== Segment start ==

use crate::*;
use gatekeeper_services::{Fault, Outcome};

#[test]
fn auth_timeout_is_treated_as_failure() {
    let mut rig = rig()
        .auth(AuthPoll::Pending)
        .config(|c| c.auth_timeout = Duration::from_secs(2))
        .build();

    rig.tick();
    rig.tick_after(Duration::from_millis(1500));
    assert_eq!(rig.gk.state(), State::Authenticating);

    rig.tick_after(Duration::from_millis(600));
    assert_eq!(rig.gk.state(), State::Idle);
    assert_eq!(
        rig.gk.last_fault(),
        Some(&Fault::AuthFailure { timed_out: true })
    );
    assert!(rig.auth.cancels.load(Ordering::SeqCst) >= 1);
    assert_eq!(rig.scans(), 0);
    assert!(!rig.relay.is_connected());
    assert_eq!(
        rig.lines(),
        vec!["EVENT:USB_INSERTED", "AUTH:FAIL", "ACTION:RELAY_CUT"]
    );
}

#[test]
fn decision_timeout_cuts() {
    let mut rig = rig()
        .chunks(vec![vec![1; 32]])
        .config(|c| c.decision_timeout = Some(Duration::from_secs(5)))
        .build();
    rig.run_until(State::AwaitingHostDecision, 10);
    assert!(rig.relay.is_connected());

    rig.tick_after(Duration::from_secs(4));
    assert_eq!(rig.gk.state(), State::AwaitingHostDecision);

    rig.tick_after(Duration::from_secs(2));
    assert_eq!(rig.gk.state(), State::Idle);
    assert_eq!(rig.gk.outcome(), Outcome::Cut);
    assert_eq!(rig.gk.last_fault(), Some(&Fault::DecisionTimeout));
    assert!(!rig.relay.is_connected());
    let lines = rig.lines();
    assert_eq!(
        &lines[lines.len() - 2..],
        &["ERROR:TIMEOUT".to_string(), "ACTION:RELAY_CUT".to_string()]
    );
}

#[test]
fn no_decision_timeout_waits_for_the_host() {
    let mut rig = rig()
        .chunks(vec![vec![1; 32]])
        .config(|c| c.decision_timeout = None)
        .build();
    rig.run_until(State::AwaitingHostDecision, 10);

    rig.tick_after(Duration::from_secs(24 * 3600));
    assert_eq!(rig.gk.state(), State::AwaitingHostDecision);
    assert!(rig.relay.is_connected());

    rig.send(HostCommand::Allow);
    rig.tick();
    assert_eq!(rig.gk.outcome(), Outcome::Allowed);
}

== Segment end ==

### Work instruction
Every line of the material above that includes the string "lines" is required.

### Solution
        rig.lines(),
    let lines = rig.lines();
        &lines[lines.len() - 2..],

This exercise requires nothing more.